The CAC — the leading citizens’ panel in a year-long effort to develop the next Comprehensive Plan — voted at its meeting in Centreville on Monday night for series of remarkably tough restrictions.
The recommendations are not binding on the Planning Commission – but given the lopsided sentiment, they will be hard to ignore and override.
“It’s all great news and it’s a new beginning for QAC,” as Jay Falstad of the Queen Anne’s Conservation Association reported to its members.
Though, given the county’s history of development, as Falstad also puts it, what happens next needs “a lot of watching.”
Here are some of CAC’s recommendations, based on a “visioning document” prepared from a series of meetings of county residents at high schools last fall, identifying what they want and what they really don’t:
— No more major subdivision development in the Agricultural Zone.
— Genuine one house per 25-acre zoning. Really. No exceptions.
— No more non-contiguous developments and no more “cluster bonus” – where developers get to group their houses closely and get more per acre – what opponents call “cornfield cul de sacs.”
— No more major subdivision development on Kent Island.
— Strike the villages, hamlets and crossroads proposals from the map.
— No new business parks (example: the purple blob below Crumpton on the “Very Scary Map”) until existing capacity is used up — and until there is an economic needs analysis to determine the demand.
— No new IDA — intensive development in the critical areas (example: the huge Four Seasons development on Kent Island).
— Future growth will be directed to existing incorporated towns and growth areas.
— Expand the PPA. That means the Priority Preservation Area. Maryland has recommended that counties put at least 80 percent of agriculture lands into priority preservation. CAC wants more than that.
What happens next is, the planning staff takes these recommendations and prepares a “matrix” of it. The CAC has one more chance to review that matrix and make sure it represents what they want. Then the “technical advisory committee” (made up entire of staff) takes that information to the Planning Commission.
Which takes, as Falstad says, “A lot of watching.”
MAP says
May not be needed with a true 1 unit per 25 acre zoning district but the County should also consider limiting the number of new residential construction permits in the Agricultural Zoned areas.
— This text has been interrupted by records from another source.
//! Indirect env values, `env[].valueFrom` in a container spec.

use k8s_openapi::{
    api::core::v1::{Container, EnvVarSource, Pod},
    apimachinery::pkg::api::resource::Quantity,
};

use crate::error::ReferenceError;

pub mod cluster;
pub mod field;
pub mod resource;

/// One `valueFrom` source. Exactly one of the `EnvVarSource` selectors is set, so each kind
/// carries only its own fields.
#[derive(Debug, Clone, PartialEq)]
pub enum EnvReference {
    /// `configMapKeyRef`
    ConfigMapKey { name: String, key: String },

    /// `secretKeyRef`
    SecretKey { name: String, key: String },

    /// `fieldRef`, e.g. `status.podIP`.
    Field { field_path: String },

    /// `resourceFieldRef`, e.g. `limits.cpu`.
    ResourceField {
        container_name: Option<String>,
        resource: String,
        divisor: Option<Quantity>,
    },
}

impl TryFrom<&EnvVarSource> for EnvReference {
    type Error = ReferenceError;

    fn try_from(source: &EnvVarSource) -> Result<Self, Self::Error> {
        if let Some(selector) = &source.secret_key_ref {
            Ok(EnvReference::SecretKey {
                name: selector.name.clone(),
                key: selector.key.clone(),
            })
        } else if let Some(selector) = &source.config_map_key_ref {
            Ok(EnvReference::ConfigMapKey {
                name: selector.name.clone(),
                key: selector.key.clone(),
            })
        } else if let Some(selector) = &source.field_ref {
            Ok(EnvReference::Field {
                field_path: selector.field_path.clone(),
            })
        } else if let Some(selector) = &source.resource_field_ref {
            Ok(EnvReference::ResourceField {
                container_name: selector
                    .container_name
                    .clone()
                    .filter(|name| !name.is_empty()),
                resource: selector.resource.clone(),
                divisor: selector.divisor.clone(),
            })
        } else {
            Err(ReferenceError::InvalidValueFrom)
        }
    }
}

/// Turns an [`EnvReference`] into a concrete value.
///
/// [`ClusterReferenceResolver`](cluster::ClusterReferenceResolver) talks to the cluster, tests
/// plug in their own.
#[allow(async_fn_in_trait)]
pub trait ReferenceResolver {
    async fn dereference(
        &mut self,
        namespace: &str,
        reference: &EnvReference,
        pod: &Pod,
        container: &Container,
    ) -> Result<String, ReferenceError>;
}

#[cfg(test)]
mod tests {
    use serde_json::json;

    use super::*;

    fn source(value: serde_json::Value) -> EnvVarSource {
        serde_json::from_value(value).unwrap()
    }

    #[test]
    fn secret_key_ref() {
        let reference = EnvReference::try_from(&source(json!({
            "secretKeyRef": { "name": "db-secret", "key": "password" }
        })))
        .unwrap();

        assert_eq!(
            reference,
            EnvReference::SecretKey {
                name: "db-secret".to_string(),
                key: "password".to_string(),
            }
        );
    }

    #[test]
    fn config_map_key_ref() {
        let reference = EnvReference::try_from(&source(json!({
            "configMapKeyRef": { "name": "settings", "key": "mode", "optional": true }
        })))
        .unwrap();

        assert_eq!(
            reference,
            EnvReference::ConfigMapKey {
                name: "settings".to_string(),
                key: "mode".to_string(),
            }
        );
    }

    #[test]
    fn resource_field_ref_drops_empty_container_name() {
        let reference = EnvReference::try_from(&source(json!({
            "resourceFieldRef": { "containerName": "", "resource": "limits.cpu", "divisor": "1m" }
        })))
        .unwrap();

        assert_eq!(
            reference,
            EnvReference::ResourceField {
                container_name: None,
                resource: "limits.cpu".to_string(),
                divisor: Some(Quantity("1m".to_string())),
            }
        );
    }

    #[test]
    fn empty_source_is_invalid() {
        assert!(matches!(
            EnvReference::try_from(&EnvVarSource::default()),
            Err(ReferenceError::InvalidValueFrom)
        ));
    }
}
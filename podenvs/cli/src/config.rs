use std::path::PathBuf;

use clap::{Parser, ValueHint};

#[derive(Debug, Parser)]
#[command(
    author,
    version,
    about,
    long_about = r#"
Connects to the current context of your kubeconfig to read referenced secrets/configmaps, even
if the pod is supplied through stdin.

`--exportable` takes precedence over `--yaml`.
`--container` is only required if the targeted pod has more than 1 container, otherwise it's
ignored.

You can pass the yaml/json representation of a pod to stdin using `-` as the last argument:
  $ kubectl get pod -n $NAMESPACE $POD_NAME -oyaml | podenvs -
`--name` is not required in this case and is ignored."#
)]
pub(super) struct Cli {
    /// Name of the pod. Ignored if the pod is read from stdin or a file.
    #[arg(short = 'n', long, env = "PODENVS_POD")]
    pub(super) name: Option<String>,

    /// Namespace of the pod, also used to look up referenced objects when the pod document
    /// carries no namespace.
    #[arg(long, env = "PODENVS_NAMESPACE", default_value = "default")]
    pub(super) namespace: String,

    /// Container inside that pod from which to extract envs. Unused if there's only 1
    /// container.
    #[arg(short = 'c', long, default_value = "")]
    pub(super) container: String,

    /// Prints envs in a format ready to copy and paste into terminal to export them.
    #[arg(short = 'e', long)]
    pub(super) exportable: bool,

    /// YAML output instead of JSON.
    #[arg(short = 'y', long)]
    pub(super) yaml: bool,

    /// Read the pod document (yaml or json) from this file instead of the cluster.
    #[arg(short = 'f', long, value_hint = ValueHint::FilePath, conflicts_with = "stdin")]
    pub(super) file: Option<PathBuf>,

    /// Path to the kubeconfig to use, defaults to the usual kube lookup.
    #[arg(long, value_hint = ValueHint::FilePath)]
    pub(super) kubeconfig: Option<String>,

    /// Kube context to use from the kubeconfig.
    #[arg(long)]
    pub(super) context: Option<String>,

    /// Accept invalid TLS certificates of the cluster.
    #[arg(long)]
    pub(super) accept_invalid_certificates: bool,

    /// Pass `-` to read the pod document from stdin.
    #[arg(value_parser = ["-"])]
    pub(super) stdin: Option<String>,
}

/// How the resolved env is printed.
#[derive(Debug, Clone, Copy, PartialEq, Eq)]
pub(super) enum OutputFormat {
    Json,
    Yaml,
    Export,
}

impl Cli {
    pub(super) fn output_format(&self) -> OutputFormat {
        if self.exportable {
            OutputFormat::Export
        } else if self.yaml {
            OutputFormat::Yaml
        } else {
            OutputFormat::Json
        }
    }

    pub(super) fn reads_stdin(&self) -> bool {
        self.stdin.is_some()
    }

    /// Where a pod document is read from, for messages.
    pub(super) fn document_origin(&self) -> String {
        match &self.file {
            Some(path) if !self.reads_stdin() => path.display().to_string(),
            _ => "stdin".to_string(),
        }
    }
}

#[cfg(test)]
mod tests {
    use rstest::rstest;

    use super::*;

    #[rstest]
    #[case(&["podenvs", "--name", "web"], OutputFormat::Json)]
    #[case(&["podenvs", "--name", "web", "-y"], OutputFormat::Yaml)]
    #[case(&["podenvs", "--name", "web", "-e"], OutputFormat::Export)]
    #[case(&["podenvs", "--name", "web", "-e", "-y"], OutputFormat::Export)]
    fn output_format_precedence(#[case] args: &[&str], #[case] expected: OutputFormat) {
        assert_eq!(Cli::parse_from(args).output_format(), expected);
    }

    #[test]
    fn stdin_dash() {
        let cli = Cli::parse_from(["podenvs", "-c", "app", "-"]);

        assert!(cli.reads_stdin());
        assert_eq!(cli.container, "app");
        assert_eq!(cli.name, None);
    }

    #[test]
    fn defaults() {
        let cli = Cli::parse_from(["podenvs", "--name", "web"]);

        assert_eq!(cli.namespace, "default");
        assert_eq!(cli.container, "");
        assert!(!cli.reads_stdin());
        assert!(!cli.accept_invalid_certificates);
    }

    #[test]
    fn only_dash_is_a_positional() {
        assert!(Cli::try_parse_from(["podenvs", "pod.yaml"]).is_err());
    }
}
A break down of 80% of the permits going into the County growth areas and no more than 20% allowed outside of County growth areas each year.
A true 1 unit per 25 acres will go along way in addressing development issues in the County’s Agricultural areas.However, for those that choose to develope the County should also consider requiring rural subdivisions to limit development areas to 20% of the site and permanently protecting the remaining lands as open space.